19.1.3. To the extent that the Agreement is of any force and effect, the Settlement Agreement amounts to a novation of the Agreement, with the result that -

19.1.3.1 Claim B is not subject to arbitration;

19.1.3.2 the Arbitrator has no jurisdiction to determine Claim B.

19.1.4. Moreover, and to the extent that the Agreement is of any force and effect, clause 33.2 thereof provides that no variation, amendment or consensual cancellation thereof or any provision or term thereof will be binding or have any force and effect unless reduced to writing and signed by or on behalf of the parties.
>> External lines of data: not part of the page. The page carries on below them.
//! Allowlist scanning and validation
//!
//! Parses the `ExtensionAllowlist:` section of a constrained YAML-shaped
//! file and checks it for duplicate keys and dotted/top-level prefix
//! conflicts. This is deliberately not a general YAML parser: the accepted
//! grammar is exactly the subset the allowlist file uses.

pub mod scanner;
pub mod validation;

pub use scanner::{ScanOutcome, Scanner, parse_bool};
pub use validation::{ValidationFailure, ValidationResult, validate};

/// Header line that opens the allowlist section (without the trailing colon).
pub const SECTION_NAME: &str = "ExtensionAllowlist";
19.1.5. If the Settlement Agreement was concluded, whether in the terms alleged or at all, it constitutes an oral variation, amendment or consensual cancellation of the Agreement and of its provisions and terms, and the Settlement Agreement is accordingly not binding or of any force and effect.”

 

[13.6]  Paragraph 24 of the Statement of Defence is responsive to paragraph 44 of the Statement of Claim and provides:

24.1.  The defendant pleads that the allegation to the effect that Claim B is also a dispute arising out of or relating to the Agreement, and is accordingly a dispute subject to arbitration, is not sustainable, as a matter of law.”

 

[13.7]  In the pre-arbitration minute of September 2019, the parties agreed that the arbitrator had to decide:

2.1.1  The Defendant denies that all suspensive conditions were fulfilled and/or waived, having implications on the validity of the agreement and the arbitration agreement.”

2.1.2   At the hearing of the matter the Arbitrator will be required to make a finding thereon and the validity of the agreement, effectively on his jurisdiction.”

 

[14]  In his Award on the separated issues the Arbitrator held that the suspensive conditions had been fulfilled and that the Settlement Agreement had been concluded, and what the terms of the Settlement Agreement were.

 

[15]  The applicant’s review raises the question of whether the arbitrator had jurisdiction. That issue, as I understand the applicant’s pleaded case involved two questions.

[15.1]  The first question is whether the Agreement had been signed by an authorised representative of Procurement and linked to that is whether the suspensive conditions had been fulfilled (“the Suspensive Condition Issue”).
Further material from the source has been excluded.